In the preclinical measurements the dose differed from annual measurements as follows: field size -0.77 to 0.43%, depth dose -0.36 to 1.14%, dose -0.54 to 2.93%, dose rate 0.3 to 3.6%, and angularity -1.18 to 0.01%. Temperature dependency required a correction factor of 0.11%/°C. In the two cadavers, the dose differed by -1.17 to 0.91%. The device correctly detected the treatment error when the heads were intentionally laterally shifted. In three canine clinical patients treated in multiple fractions, the detected dose ranged from 98.33 to 103.15%.
Results of this new device are promising although more work is necessary to fully validate it for clinical dosimetry.
本研究旨在评估 Hyperscint-RP100 闪烁体剂量测定研究平台(Hyperscint-RP100,Medscint Inc.,魁北克省,加拿大),该平台专为临床质量保证(QA)而设计,用于体内剂量测量。
在瓦里安 TrueBeam 线性加速器上对闪烁体进行了临床前评估。在水箱中评估了与射野大小、深度、剂量、剂量率和温度的依赖性,并与验收和年度 QA 的校准数据进行了比较。使用 3D 打印的模体评估了各向异性。首先在两只尸体犬中进行了临床评估,然后在三只接受鼻肿瘤放射治疗的伴侣动物犬中进行了临床评估。为尸体和临床患者进行了治疗计划 CT 扫描。在治疗前,将探头插入辐射场中。然后用闪烁体进行放射治疗并进行测量。对于尸体,在故意改变患者体位以模拟治疗误差后,重复治疗。

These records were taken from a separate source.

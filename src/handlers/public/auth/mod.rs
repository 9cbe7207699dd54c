pub mod session;
pub mod signup;

pub use session::{login, logout};
pub use signup::signup;

use serde::Deserialize;

use crate::validator::Credentials;

/// Body of POST /signup and POST /login
#[derive(Debug, Deserialize)]
pub struct CredentialsRequest {
    #[serde(default)]
    pub email: String,
    #[serde(default)]
    pub password: String,
}

impl From<CredentialsRequest> for Credentials {
    fn from(req: CredentialsRequest) -> Self {
        Self {
            email: req.email.trim().to_string(),
            password: req.password,
        }
    }
}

在临床前测量中,剂量与年度测量的差异如下:射野大小-0.77%至 0.43%,深度剂量-0.36%至 1.14%,剂量-0.54%至 2.93%,剂量率 0.3%至 3.6%,各向异性-1.18%至 0.01%。温度依赖性需要 0.11%/°C 的校正因子。在两只尸体中,剂量的差异为-1.17%至 0.91%。当头部被故意侧向移动时,该设备正确地检测到治疗误差。在三只接受多次分割治疗的犬临床患者中,检测到的剂量范围为 98.33%至 103.15%。
尽管需要进一步的工作来充分验证该设备在临床剂量学中的应用,但该新设备的结果是有希望的。